The Optimality Conditions and Stability Analysis for the Second-Order Cone Double Constrained Variational Inequalities

We provide the second-order cone double constrained variational inequalities (SOCDCVI) problem, which can be reduced to be the second-order cone coupled constrained variational inequalities problem. In order to provide the theoretical analysis for the convergence of algorithms to solve the corresponding second-order cone double variational inequalities problem, we firstly establish optimality conditions, including the first-order necessary and the second-order sufficient conditions. For the second-order cone double constrained variational inequality, we prove the first-order necessary conditions under Robinson constraint qualification, and the second-order sufficient conditions when the constraint sets satisfy outer seconder-order regularity condition.
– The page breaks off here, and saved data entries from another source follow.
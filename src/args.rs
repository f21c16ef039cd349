use std::path::PathBuf;
use std::time::Duration;

use anyhow::ensure;
use clap::Parser;

use crate::forwarder::ForwarderConfig;

/// Forwards sensor frames read from a serial device to an HTTP ingestion endpoint.
#[derive(Debug, Parser)]
pub struct Args {
    /// Serial device path, e.g. /dev/ttyACM0
    #[arg(long, env = "SERIAL_PORT")]
    pub port: String,

    #[arg(long, env = "BAUD_RATE", default_value_t = 115_200)]
    pub baud_rate: u32,

    /// Upper bound of a single serial read, which is also how long a
    /// shutdown request may go unnoticed.
    #[arg(long, env = "SERIAL_READ_TIMEOUT_MS", default_value_t = 1000)]
    pub read_timeout_ms: u64,

    #[arg(long, env = "INGEST_URL", default_value = "http://localhost:8000/api/readings")]
    pub ingest_url: String,

    #[arg(long, env = "REQUEST_TIMEOUT_MS", default_value_t = 5000)]
    pub request_timeout_ms: u64,

    /// Total POST attempts per reading.
    #[arg(long, env = "MAX_ATTEMPTS", default_value_t = 3)]
    pub max_attempts: u32,

    #[arg(long, env = "RETRY_DELAY_MS", default_value_t = 1000)]
    pub retry_delay_ms: u64,

    #[arg(long, env = "LOG_FILE", default_value = "./serial-bridge.log")]
    pub log_file: PathBuf,
}

impl Args {
    /// Rejects values that would make the bridge spin or never deliver.
    pub fn validate(&self) -> Result<(), anyhow::Error> {
        ensure!(self.read_timeout_ms > 0, "Serial read timeout must be positive");
        ensure!(self.request_timeout_ms > 0, "Request timeout must be positive");
        ensure!(self.max_attempts >= 1, "Max attempts must be at least 1");
        Ok(())
    }

    pub fn read_timeout(&self) -> Duration {
        Duration::from_millis(self.read_timeout_ms)
    }

    pub fn forwarder_config(&self) -> ForwarderConfig {
        ForwarderConfig {
            url: self.ingest_url.clone(),
            timeout: Duration::from_millis(self.request_timeout_ms),
            max_attempts: self.max_attempts,
            retry_delay: Duration::from_millis(self.retry_delay_ms),
        }
    }
}
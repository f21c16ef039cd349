//! Test doubles for the serial device and the ingestion endpoint.

use std::cell::RefCell;
use std::collections::VecDeque;
use std::io::{self, Read};
use std::sync::atomic::{AtomicBool, AtomicUsize, Ordering};
use std::sync::{Arc, Mutex, Once};

use axum::extract::State;
use axum::http::StatusCode;
use axum::routing::{MethodRouter, post};
use axum::{Json, Router};
use log::{Level, LevelFilter, Log, Metadata, Record};
use serde_json::{Value, json};
use tokio::net::TcpListener;
use tokio::task::JoinHandle;

use crate::shutdown::Shutdown;

/// Serial stand-in replaying scripted chunks and errors.
///
/// Once the script is exhausted it reports end of stream, or, when built
/// with [`ScriptedSource::then_shutdown`], requests shutdown and times out
/// as a port would when a signal arrives mid-read.
#[derive(Debug)]
pub struct ScriptedSource {
    steps: VecDeque<io::Result<Vec<u8>>>,
    shutdown: Option<Shutdown>,
    reads: Arc<AtomicUsize>,
    closed: Arc<AtomicBool>,
}

impl ScriptedSource {
    pub fn new(steps: Vec<io::Result<Vec<u8>>>) -> ScriptedSource {
        ScriptedSource {
            steps: steps.into(),
            shutdown: None,
            reads: Arc::new(AtomicUsize::new(0)),
            closed: Arc::new(AtomicBool::new(false)),
        }
    }

    pub fn then_shutdown(mut self, shutdown: &Shutdown) -> ScriptedSource {
        self.shutdown = Some(shutdown.clone());
        self
    }

    pub fn reads(&self) -> Arc<AtomicUsize> {
        self.reads.clone()
    }

    pub fn closed(&self) -> Arc<AtomicBool> {
        self.closed.clone()
    }
}

impl Read for ScriptedSource {
    fn read(&mut self, buf: &mut [u8]) -> io::Result<usize> {
        self.reads.fetch_add(1, Ordering::SeqCst);
        match self.steps.pop_front() {
            None => match &self.shutdown {
                Some(shutdown) => {
                    shutdown.request();
                    Err(io::ErrorKind::TimedOut.into())
                }
                None => Ok(0),
            },
            Some(Err(e)) => Err(e),
            Some(Ok(mut bytes)) => {
                let n = bytes.len().min(buf.len());
                buf[..n].copy_from_slice(&bytes[..n]);
                if n < bytes.len() {
                    self.steps.push_front(Ok(bytes.split_off(n)));
                }
                Ok(n)
            }
        }
    }
}

impl Drop for ScriptedSource {
    fn drop(&mut self) {
        self.closed.store(true, Ordering::SeqCst);
    }
}

/// In-process ingestion endpoint answering with scripted status codes.
pub struct StubEndpoint {
    pub url: String,
    state: StubState,
    task: JoinHandle<()>,
}

#[derive(Debug, Clone, Default)]
struct StubState {
    statuses: Arc<Mutex<VecDeque<u16>>>,
    bodies: Arc<Mutex<Vec<String>>>,
}

impl StubEndpoint {
    /// Answers the n-th request with `statuses[n]`, and 200 once exhausted.
    pub async fn spawn(statuses: Vec<u16>) -> StubEndpoint {
        StubEndpoint::serve(post(ingest), statuses).await
    }

    /// Accepts requests but never answers.
    pub async fn spawn_hanging() -> StubEndpoint {
        StubEndpoint::serve(post(hang), vec![]).await
    }

    async fn serve(handler: MethodRouter<StubState>, statuses: Vec<u16>) -> StubEndpoint {
        let listener = TcpListener::bind("127.0.0.1:0").await.unwrap();
        let url = format!("http://{}/api/readings", listener.local_addr().unwrap());
        let state = StubState {
            statuses: Arc::new(Mutex::new(statuses.into())),
            ..StubState::default()
        };

        let app = Router::new()
            .route("/api/readings", handler)
            .with_state(state.clone());
        let task = tokio::spawn(async move {
            let _ = axum::serve(listener, app).await;
        });

        StubEndpoint { url, state, task }
    }

    pub fn bodies(&self) -> Vec<String> {
        self.state.bodies.lock().unwrap().clone()
    }

    pub fn request_count(&self) -> usize {
        self.state.bodies.lock().unwrap().len()
    }
}

impl Drop for StubEndpoint {
    fn drop(&mut self) {
        self.task.abort();
    }
}

async fn ingest(State(state): State<StubState>, body: String) -> (StatusCode, Json<Value>) {
    state.bodies.lock().unwrap().push(body);
    let code = state.statuses.lock().unwrap().pop_front().unwrap_or(200);

    let status = StatusCode::from_u16(code).unwrap();
    let reply = if status.is_success() { "success" } else { "error" };
    (status, Json(json!({ "status": reply })))
}

async fn hang(State(state): State<StubState>, body: String) -> StatusCode {
    state.bodies.lock().unwrap().push(body);
    std::future::pending::<()>().await;
    StatusCode::OK
}

thread_local! {
    static CAPTURED: RefCell<Vec<(Level, String)>> = const { RefCell::new(Vec::new()) };
}

/// Logger recording into a per-thread buffer, so concurrently running tests
/// only see records emitted on their own thread.
struct CapturingLogger;

impl Log for CapturingLogger {
    fn enabled(&self, _: &Metadata) -> bool {
        true
    }

    fn log(&self, record: &Record) {
        CAPTURED.with(|captured| {
            captured
                .borrow_mut()
                .push((record.level(), record.args().to_string()))
        });
    }

    fn flush(&self) {}
}

static LOGGER: CapturingLogger = CapturingLogger;

/// Installs the capturing logger and clears this thread's buffer.
pub fn capture_logs() {
    static INIT: Once = Once::new();
    INIT.call_once(|| {
        log::set_logger(&LOGGER).unwrap();
        log::set_max_level(LevelFilter::Trace);
    });
    CAPTURED.with(|captured| captured.borrow_mut().clear());
}

/// Messages logged on this thread at `level` that start with `prefix`.
pub fn captured_logs(level: Level, prefix: &str) -> Vec<String> {
    CAPTURED.with(|captured| {
        captured
            .borrow()
            .iter()
            .filter(|(l, message)| *l == level && message.starts_with(prefix))
            .map(|(_, message)| message.clone())
            .collect()
    })
}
Secondly, by characterizing the generalized equation, the equivalence between the strongly regular solution and the Lipschitz homeomorphisms of the Karush-Kuhn-Tucker (KKT) mapping can be derived. With the strong second-order sufficient conditions under the constraints nondegeneracy conditions, we prove the nonsingularity of the Clarke’s generalized Jacobian of the KKT mapping. In addition, we introduce the uniform second-order growth conditions and the strong stability of local optimal solutions of the corresponding second-order cone double constrained optimization problem. Thus, by demonstrating several equivalent conclusions, we obtain the main stability theorem. The research results for the SOCDCVI problem will be a supplement for the study of variational inequalities.